In the construction industry, the hexahydrate is a primary component in the creation of magnesium oxychloride cement, often called Sorel cement. When mixed with magnesium oxide (\(\text{MgO}\)) and water, it undergoes a chemical reaction to form complex hydrates. This resulting cementitious material is known for its high strength, resistance to abrasion, and fire-retardant properties, making it suitable for industrial flooring and specialized paneling.
The compound is also utilized as an effective fire retardant, especially for wood and textiles. Its mechanism involves catalyzing the decomposition of the material at lower temperatures, promoting the formation of a carbon char instead of flammable gases. This char layer, along with the release of water vapor during heating, creates a protective barrier that shields the underlying material from the flame.

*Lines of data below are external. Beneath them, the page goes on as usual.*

// SPDX-License-Identifier: MIT
// © 2025–2026 Christopher Liu

//! Checkpoint navigation state machine.
//!
//! The navigator walks a [`Track`] one leg at a time. Each leg is an in-place turn, a straight
//! drive and a brake:
//!
//! ```text
//!  Turning ──► Driving ──► Braking ──► Turning (next leg)
//!                                 └──► Done    (sentinel)
//! ```
//!
//! Every wait polls encoder snapshots in a tight loop. Commands reach the motor-driver board
//! through the [`CommandLink`]. With the default [`NavConfig`] neither the link nor the waits ever
//! give up, so a dead peer or a stalled wheel hangs the navigator where it stands.
//!
//! ```ignore
//! let mut nav = Navigator::new(Track::new(ACTIVE), link, &ENCODERS, delay, NavConfig::default());
//! nav.run()?;
//! ```

use core::fmt::Debug;

use embedded_hal::blocking::{delay::DelayMs, i2c::Write};
use log::{debug, info, trace, warn};
use thiserror::Error;

use crate::config::NavConfig;
use crate::control::differential::Differential;
use crate::protocol::{Command, CommandLink, LinkError};
use crate::sensors::{EncoderCounts, EncoderSource};
use crate::track::{Checkpoint, Track};

/// Phase of the current leg.
#[derive(Copy, Clone, Debug, PartialEq, Eq)]
pub enum Phase {
    Turning,
    Driving,
    Braking,
    Done,
}

/// Everything the navigator remembers between steps.
#[derive(Copy, Clone, Debug, PartialEq, Eq)]
pub struct NavigationState {
    /// Index of the checkpoint being executed.
    pub cursor: usize,
    /// Baseline subtracted from raw encoder snapshots.
    pub offset: EncoderCounts,
    /// Effective combined count when the current phase started.
    pub start_sum: u32,
    pub phase: Phase,
}

#[derive(Debug, Error)]
pub enum NavError<E: Debug> {
    #[error("command link failed: {0}")]
    Link(#[from] LinkError<E>),

    #[error("stalled in {phase:?} at checkpoint {cursor} after {polls} polls")]
    Stalled {
        cursor: usize,
        phase: Phase,
        polls: u32,
    },
}

/// Encoder ticks (both wheels combined) needed to turn `angle` degrees in place, rounded up.
///
/// Saturates at `u32::MAX` for calibrations too large to represent.
pub fn turn_ticks(angle: i16, ticks_per_degree_centi: u32) -> u32 {
    let scaled = 2 * angle.unsigned_abs() as u64 * ticks_per_degree_centi as u64;
    u32::try_from(scaled.div_ceil(100)).unwrap_or(u32::MAX)
}

pub struct Navigator<'t, B, S, D> {
    track: Track<'t>,
    link: CommandLink<B>,
    encoders: S,
    delay: D,
    config: NavConfig,
    differential: Differential,
    state: NavigationState,
}

impl<'t, B, E, S, D> Navigator<'t, B, S, D>
where
    B: Write<Error = E>,
    E: Debug,
    S: EncoderSource,
    D: DelayMs<u32>,
{
    pub fn new(
        track: Track<'t>,
        link: CommandLink<B>,
        encoders: S,
        delay: D,
        config: NavConfig,
    ) -> Self {
        let phase = if track.get(0).is_sentinel() {
            Phase::Done
        } else {
            Phase::Turning
        };

        Self {
            track,
            link,
            encoders,
            delay,
            differential: Differential::new(
                config.gain,
                config.low_throttle,
                config.high_throttle,
            ),
            config,
            state: NavigationState {
                cursor: 0,
                offset: EncoderCounts::ZERO,
                start_sum: 0,
                phase,
            },
        }
    }

    #[inline]
    pub fn state(&self) -> &NavigationState {
        &self.state
    }

    #[inline]
    pub fn phase(&self) -> Phase {
        self.state.phase
    }

    pub fn link(&self) -> &CommandLink<B> {
        &self.link
    }

    pub fn config(&self) -> &NavConfig {
        &self.config
    }

    /// Encoder counts with the current baseline applied.
    pub fn effective_counts(&self) -> EncoderCounts {
        self.encoders.snapshot().since(self.state.offset)
    }

    /// Run the whole track.
    pub fn run(&mut self) -> Result<(), NavError<E>> {
        while self.step()? != Phase::Done {}
        info!("track complete after {} legs", self.state.cursor);
        Ok(())
    }

    /// Carry out the current phase to completion and move to the next one.
    ///
    /// Returns the phase the navigator is in afterwards. Stepping in `Done` does nothing.
    pub fn step(&mut self) -> Result<Phase, NavError<E>> {
        let checkpoint = self.track.get(self.state.cursor);

        let next = match self.state.phase {
            Phase::Done => Phase::Done,
            Phase::Turning if checkpoint.is_sentinel() => Phase::Done,
            Phase::Turning => {
                info!(
                    "checkpoint {}: distance={} angle={}",
                    self.state.cursor, checkpoint.distance, checkpoint.angle
                );
                self.turn(&checkpoint)?;
                Phase::Driving
            }
            Phase::Driving => {
                self.drive(&checkpoint)?;
                Phase::Braking
            }
            Phase::Braking => {
                self.brake()?;
                self.state.cursor += 1;
                if self.track.get(self.state.cursor).is_sentinel() {
                    Phase::Done
                } else {
                    Phase::Turning
                }
            }
        };

        self.state.phase = next;
        Ok(next)
    }

    fn turn(&mut self, cp: &Checkpoint) -> Result<(), NavError<E>> {
        if cp.angle == 0 {
            return Ok(());
        }

        let cmd = if cp.angle > 0 {
            Command::TurnRight
        } else {
            Command::TurnLeft
        };
        let ticks = turn_ticks(cp.angle, self.config.ticks_per_degree_centi);
        self.state.start_sum = self.effective_counts().sum();
        debug!(
            "{:?} {} deg: start={} target={}",
            cmd,
            cp.angle,
            self.state.start_sum,
            self.state.start_sum.wrapping_add(ticks)
        );

        self.link.send(cmd, self.config.turn_throttle)?;
        self.wait_for_travel(ticks, Phase::Turning, |_, _| Ok(()))?;

        let raw = self.encoders.snapshot();
        self.state.offset = self
            .config
            .rebaseline
            .apply(raw, self.state.offset, self.state.start_sum);
        Ok(())
    }

    fn drive(&mut self, cp: &Checkpoint) -> Result<(), NavError<E>> {
        if cp.distance == 0 {
            return Ok(());
        }

        let ticks = 2 * cp.distance as u32;
        self.state.start_sum = self.effective_counts().sum();
        debug!(
            "driving {}: start={} target={}",
            cp.distance,
            self.state.start_sum,
            self.state.start_sum.wrapping_add(ticks)
        );

        self.link.send(Command::Forward, self.config.high_throttle)?;
        self.differential.reset();

        self.wait_for_travel(ticks, Phase::Driving, |nav, counts| {
            if let Some(c) = nav.differential.update(counts.diff()) {
                trace!("correction diff={} -> {:?}", counts.diff(), c);
                nav.link.send(Command::ForwardLeft, c.left)?;
                nav.link.send(Command::ForwardRight, c.right)?;
            }
            Ok(())
        })
    }

    fn brake(&mut self) -> Result<(), NavError<E>> {
        debug!("braking");
        self.link.send(Command::Brake, self.config.brake_magnitude)?;
        self.delay.delay_ms(self.config.brake_time_ms);
        Ok(())
    }

    /// Poll until the combined count has advanced `ticks` past `start_sum`, calling `on_poll`
    /// with every snapshot that falls short.
    fn wait_for_travel<F>(
        &mut self,
        ticks: u32,
        phase: Phase,
        mut on_poll: F,
    ) -> Result<(), NavError<E>>
    where
        F: FnMut(&mut Self, EncoderCounts) -> Result<(), NavError<E>>,
    {
        let mut polls: u32 = 0;

        loop {
            let counts = self.effective_counts();
            if counts.sum().wrapping_sub(self.state.start_sum) >= ticks {
                return Ok(());
            }

            polls = polls.saturating_add(1);
            if let Some(budget) = self.config.poll_budget {
                if polls >= budget.max(1) {
                    warn!(
                        "{:?} stalled at checkpoint {}: sum={} after {} polls",
                        phase,
                        self.state.cursor,
                        counts.sum(),
                        polls
                    );
                    return Err(NavError::Stalled {
                        cursor: self.state.cursor,
                        phase,
                        polls,
                    });
                }
            }

            on_poll(self, counts)?;
        }
    }

    /// Consume the navigator and hand back its resources.
    pub fn free(self) -> (CommandLink<B>, S, D) {
        (self.link, self.encoders, self.delay)
    }
}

Role in Health and Nutrition
Magnesium chloride hexahydrate is a bioavailable source of magnesium, an element that acts as a cofactor in over 300 enzymatic reactions in the human body. As a dietary supplement, the compound is taken orally in capsules or solution to help correct magnesium deficiencies. Approximately one-third of the ingested magnesium is absorbed in the small intestine.
The compound is also the basis for “magnesium oil,” a topical application used for transdermal delivery of the mineral. Studies suggest that the magnesium ions are absorbed through the skin, with the hair follicles playing a significant role in this permeation. Topical application bypasses the digestive tract, which is advantageous for individuals who experience the common laxative effect associated with high oral doses of magnesium salts.
In food science, the hexahydrate is widely used as a coagulant in the production of tofu, where it is traditionally known by its Japanese name, Nigari. The \(\text{Mg}^{2+}\) ions cause the proteins in soy milk to denature and aggregate, forming the curds that are then pressed into tofu. Tofu made with this coagulant tends to have a fine, firm texture and a slightly higher mineral content.